Task objective: Repeat the stretch of entries below from the line with "use std::fs;" through the line with "understands the file.". Include both ends and add nothing.

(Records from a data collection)
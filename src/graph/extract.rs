// src/graph/extract.rs
//! Tag extraction and symbol graph construction from a project root.

use std::collections::HashSet;
use std::fs;
use std::path::{Path, PathBuf};

use rayon::prelude::*;
use tree_sitter::{Node, Parser, Query, QueryCursor, Tree};

use super::symbols::SymbolGraph;
use super::tags::{SymbolType, Tag, TagKind};
use crate::discovery::{self, ScanOptions};
use crate::error::{MapError, Result};
use crate::lang::Lang;

/// Produces the tags of one source file.
///
/// Implementations must be pure with respect to their inputs; files are
/// extracted in parallel.
pub trait TagExtractor: Sync {
    /// Returns true if this extractor understands the file.
    fn supports(&self, path: &Path) -> bool;

    /// Extracts definitions and references from `content`.
    ///
    /// # Errors
    /// Returns an error if the file cannot be analysed at all.
    fn extract(&self, path: &Path, content: &str) -> Result<Vec<Tag>>;
}

/// Tree-sitter backed extractor for Rust, Python and TypeScript/TSX.
#[derive(Debug, Clone, Copy, Default)]
pub struct TreeSitterExtractor;

impl TagExtractor for TreeSitterExtractor {
    fn supports(&self, path: &Path) -> bool {
        Lang::from_path(path).is_some()
    }

    fn extract(&self, path: &Path, content: &str) -> Result<Vec<Tag>> {
        let Some(lang) = Lang::from_path(path) else {
            return Ok(Vec::new());
        };
        let Some(tree) = parse_source(content, lang) else {
            return Ok(Vec::new());
        };

        let defs = extract_defs(lang, &tree, content)?;
        let def_ranges: HashSet<(usize, usize)> = defs.iter().map(|(_, r)| *r).collect();
        let refs = extract_refs(lang, &tree, content, &def_ranges)?;

        let mut tags: Vec<Tag> = defs.into_iter().map(|(t, _)| t).chain(refs).collect();
        tags.sort_by_key(|t| (t.line, t.kind == TagKind::Reference));
        Ok(tags)
    }
}

/// Scans `root` and builds the symbol graph with the tree-sitter extractor.
///
/// # Errors
/// Returns error if `root` cannot be scanned.
pub fn build_symbol_graph(root: &Path, opts: &ScanOptions) -> Result<SymbolGraph> {
    build_symbol_graph_with(root, opts, &TreeSitterExtractor)
}

/// Scans `root` and builds the symbol graph with a custom extractor.
///
/// Unreadable files are skipped. Files whose extraction fails are kept as
/// zero-tag nodes.
///
/// # Errors
/// Returns error if `root` cannot be scanned.
pub fn build_symbol_graph_with<E: TagExtractor>(
    root: &Path,
    opts: &ScanOptions,
    extractor: &E,
) -> Result<SymbolGraph> {
    let files: Vec<PathBuf> = discovery::discover(root, opts)?
        .into_iter()
        .filter(|p| extractor.supports(p))
        .collect();

    let extracted: Vec<(PathBuf, Vec<Tag>)> = files
        .par_iter()
        .filter_map(|rel| extract_file(root, rel, extractor))
        .collect();

    let mut graph = SymbolGraph::new();
    for (path, tags) in extracted {
        graph.add_file(path, tags);
    }

    tracing::debug!(
        files = graph.file_count(),
        symbols = graph.definitions.len(),
        "built symbol graph"
    );
    Ok(graph)
}

fn extract_file<E: TagExtractor>(root: &Path, rel: &Path, extractor: &E) -> Option<(PathBuf, Vec<Tag>)> {
    let content = match fs::read_to_string(root.join(rel)) {
        Ok(c) => c,
        Err(e) => {
            tracing::warn!(path = %rel.display(), "skipping unreadable file: {e}");
            return None;
        }
    };
    let tags = extractor.extract(rel, &content).unwrap_or_else(|e| {
        tracing::warn!(path = %rel.display(), "tag extraction failed: {e}");
        Vec::new()
    });
    Some((rel.to_path_buf(), tags))
}

fn parse_source(source: &str, lang: Lang) -> Option<Tree> {
    let mut parser = Parser::new();
    parser.set_language(lang.grammar()).ok()?;
    parser.parse(source, None)
}

fn compile_query(lang: Lang, pattern: &str) -> Result<Query> {
    Query::new(lang.grammar(), pattern).map_err(|e| MapError::Query {
        lang: lang.name(),
        message: e.message,
    })
}

type ByteRange = (usize, usize);

fn extract_defs(lang: Lang, tree: &Tree, source: &str) -> Result<Vec<(Tag, ByteRange)>> {
    let query = compile_query(lang, lang.q_defs())?;
    let name_idx = query.capture_index_for_name("name").unwrap_or(0);
    let def_idx = query.capture_index_for_name("def").unwrap_or(0);

    let mut cursor = QueryCursor::new();
    let mut defs = Vec::new();
    for m in cursor.matches(&query, tree.root_node(), source.as_bytes()) {
        let name = m.captures.iter().find(|c| c.index == name_idx).map(|c| c.node);
        let def = m.captures.iter().find(|c| c.index == def_idx).map(|c| c.node);
        let (Some(name), Some(def)) = (name, def) else {
            continue;
        };
        if let Some(tag) = build_def(lang, name, def, source) {
            defs.push((tag, (name.start_byte(), name.end_byte())));
        }
    }
    Ok(defs)
}

fn build_def(lang: Lang, name_node: Node, def: Node, source: &str) -> Option<Tag> {
    let name = name_node.utf8_text(source.as_bytes()).ok()?;
    if is_nested_binding(def) {
        return None;
    }
    let symbol_type = classify(lang, def);
    let exported = is_exported(lang, def, name, source);
    Some(Tag::definition(name, def.start_position().row + 1, symbol_type, exported))
}

fn extract_refs(
    lang: Lang,
    tree: &Tree,
    source: &str,
    def_ranges: &HashSet<ByteRange>,
) -> Result<Vec<Tag>> {
    let query = compile_query(lang, lang.q_refs())?;
    let mut cursor = QueryCursor::new();
    let mut refs = Vec::new();
    let mut seen: HashSet<ByteRange> = HashSet::new();

    for m in cursor.matches(&query, tree.root_node(), source.as_bytes()) {
        for capture in m.captures {
            let node = capture.node;
            let range = (node.start_byte(), node.end_byte());
            // Overlapping patterns can capture the same node twice.
            if def_ranges.contains(&range) || !seen.insert(range) {
                continue;
            }
            if let Ok(text) = node.utf8_text(source.as_bytes()) {
                refs.push(Tag::reference(text, node.start_position().row + 1));
            }
        }
    }
    Ok(refs)
}

/// `let`/`const` bindings only count when declared at module level.
fn is_nested_binding(def: Node) -> bool {
    if def.kind() != "variable_declarator" {
        return false;
    }
    let grandparent = def.parent().and_then(|p| p.parent());
    !matches!(grandparent.map(|g| g.kind()), Some("program" | "export_statement"))
}

fn classify(lang: Lang, def: Node) -> SymbolType {
    match def.kind() {
        "function_item" if enclosed_by(def, &["impl_item", "trait_item"]) => SymbolType::Method,
        "function_definition" if lang == Lang::Python && enclosed_by(def, &["class_definition"]) => {
            SymbolType::Method
        }
        "function_item" | "function_definition" | "function_declaration" => SymbolType::Function,
        "method_definition" => SymbolType::Method,
        "class_definition" | "class_declaration" | "abstract_class_declaration" => SymbolType::Class,
        "struct_item" => SymbolType::Struct,
        "enum_item" | "enum_declaration" => SymbolType::Enum,
        "interface_declaration" => SymbolType::Interface,
        "trait_item" => SymbolType::Trait,
        "type_item" | "type_alias_declaration" => SymbolType::Type,
        "const_item" | "static_item" | "assignment" => SymbolType::Const,
        "mod_item" => SymbolType::Module,
        "variable_declarator" => classify_binding(def),
        _ => SymbolType::Other,
    }
}

fn classify_binding(def: Node) -> SymbolType {
    let value = def.child_by_field_name("value").map(|v| v.kind());
    match value {
        Some("arrow_function" | "function" | "function_expression") => SymbolType::Function,
        _ => SymbolType::Const,
    }
}

fn enclosed_by(node: Node, kinds: &[&str]) -> bool {
    let mut current = node.parent();
    while let Some(n) = current {
        if kinds.contains(&n.kind()) {
            return true;
        }
        current = n.parent();
    }
    false
}

fn is_exported(lang: Lang, def: Node, name: &str, source: &str) -> bool {
    match lang {
        Lang::Rust => is_rust_public(def, source),
        Lang::Python => !name.starts_with('_'),
        Lang::TypeScript | Lang::Tsx => is_ts_exported(def, source),
    }
}

fn is_ts_exported(def: Node, source: &str) -> bool {
    match def.kind() {
        "method_definition" => {
            let private = (0..def.child_count())
                .filter_map(|i| def.child(i))
                .filter(|c| c.kind() == "accessibility_modifier")
                .any(|c| c.utf8_text(source.as_bytes()).is_ok_and(|t| t == "private"));
            let class = def.parent().and_then(|body| body.parent());
            !private && class.is_some_and(|c| is_export_parent(c.parent()))
        }
        "variable_declarator" => is_export_parent(def.parent().and_then(|p| p.parent())),
        _ => is_export_parent(def.parent()),
    }
}

fn is_export_parent(parent: Option<Node>) -> bool {
    parent.is_some_and(|p| p.kind() == "export_statement")
}

/// Only a bare `pub` exports. A restricted `pub(..)` does not.
fn is_rust_public(def: Node, source: &str) -> bool {
    (0..def.child_count())
        .filter_map(|i| def.child(i))
        .filter(|c| c.kind() == "visibility_modifier")
        .any(|c| c.utf8_text(source.as_bytes()).is_ok_and(|t| t == "pub"))
}

#[cfg(test)]
mod tests {
    use super::*;

    fn extract(path: &str, code: &str) -> Vec<Tag> {
        TreeSitterExtractor.extract(Path::new(path), code).unwrap()
    }

    fn def<'a>(tags: &'a [Tag], name: &str) -> Option<&'a Tag> {
        tags.iter().find(|t| t.kind == TagKind::Definition && t.name == name)
    }

    #[test]
    fn test_rust_defs_and_visibility() {
        let code = "pub struct User { name: String }\nfn helper() -> bool { true }\nimpl User {\n    pub fn new() -> Self { todo!() }\n}";
        let tags = extract("lib.rs", code);

        let user = def(&tags, "User").unwrap();
        assert_eq!(user.symbol_type, SymbolType::Struct);
        assert!(user.exported);
        assert_eq!(user.line, 1);

        let helper = def(&tags, "helper").unwrap();
        assert_eq!(helper.symbol_type, SymbolType::Function);
        assert!(!helper.exported);

        let new = def(&tags, "new").unwrap();
        assert_eq!(new.symbol_type, SymbolType::Method);
        assert!(new.exported);
    }

    #[test]
    fn test_rust_restricted_visibility_not_exported() {
        let code = "pub fn open() {}\npub(crate) fn internal() {}\npub(super) struct Parent;\npub(in crate::graph) enum Scoped { A }";
        let tags = extract("vis.rs", code);
        assert!(def(&tags, "open").unwrap().exported);
        assert!(!def(&tags, "internal").unwrap().exported);
        assert!(!def(&tags, "Parent").unwrap().exported);
        assert!(!def(&tags, "Scoped").unwrap().exported);
    }

    #[test]
    fn test_rust_refs_skip_definition_names() {
        let code = "use crate::config::Config;\npub struct App { config: Config }\nfn run() { load_config(); }";
        let tags = extract("app.rs", code);
        let refs: Vec<_> = tags.iter().filter(|t| t.is_ref()).map(|t| t.name.as_str()).collect();
        assert!(refs.contains(&"Config"));
        assert!(refs.contains(&"load_config"));
        assert!(!refs.contains(&"App"));
    }

    #[test]
    fn test_python_defs() {
        let code = "class UserService:\n    def create(self):\n        pass\n\ndef _private():\n    return helper()\n\nLIMIT = 10\n";
        let tags = extract("service.py", code);

        assert_eq!(def(&tags, "UserService").unwrap().symbol_type, SymbolType::Class);
        assert_eq!(def(&tags, "create").unwrap().symbol_type, SymbolType::Method);
        assert!(!def(&tags, "_private").unwrap().exported);
        assert_eq!(def(&tags, "LIMIT").unwrap().symbol_type, SymbolType::Const);
        assert!(tags.iter().any(|t| t.is_ref() && t.name == "helper"));
    }

    #[test]
    fn test_typescript_exports() {
        let code = r"
export function createBooking(input: BookingInput) { return save(input); }
function internal() {}
export const useBooking = () => createBooking({});
export interface BookingInput { id: string }
export class BookingService {
  list() { return []; }
  private secret() {}
}
function outer() { const inner = 1; }
";
        let tags = extract("booking.ts", code);

        let create = def(&tags, "createBooking").unwrap();
        assert!(create.exported);
        assert_eq!(create.symbol_type, SymbolType::Function);
        assert!(!def(&tags, "internal").unwrap().exported);
        assert_eq!(def(&tags, "useBooking").unwrap().symbol_type, SymbolType::Function);
        assert_eq!(def(&tags, "BookingInput").unwrap().symbol_type, SymbolType::Interface);
        assert!(def(&tags, "list").unwrap().exported);
        assert!(!def(&tags, "secret").unwrap().exported);
        assert!(def(&tags, "inner").is_none());

        assert!(tags.iter().any(|t| t.is_ref() && t.name == "save"));
        assert!(tags.iter().any(|t| t.is_ref() && t.name == "BookingInput"));
    }

    #[test]
    fn test_unsupported_file_yields_nothing() {
        assert!(extract("notes.md", "# hi").is_empty());
    }
}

Solution to this exercise:
use std::fs;
use std::path::{Path, PathBuf};

use rayon::prelude::*;
use tree_sitter::{Node, Parser, Query, QueryCursor, Tree};

use super::symbols::SymbolGraph;
use super::tags::{SymbolType, Tag, TagKind};
use crate::discovery::{self, ScanOptions};
use crate::error::{MapError, Result};
use crate::lang::Lang;

/// Produces the tags of one source file.
///
/// Implementations must be pure with respect to their inputs; files are
/// extracted in parallel.
pub trait TagExtractor: Sync {
    /// Returns true if this extractor understands the file.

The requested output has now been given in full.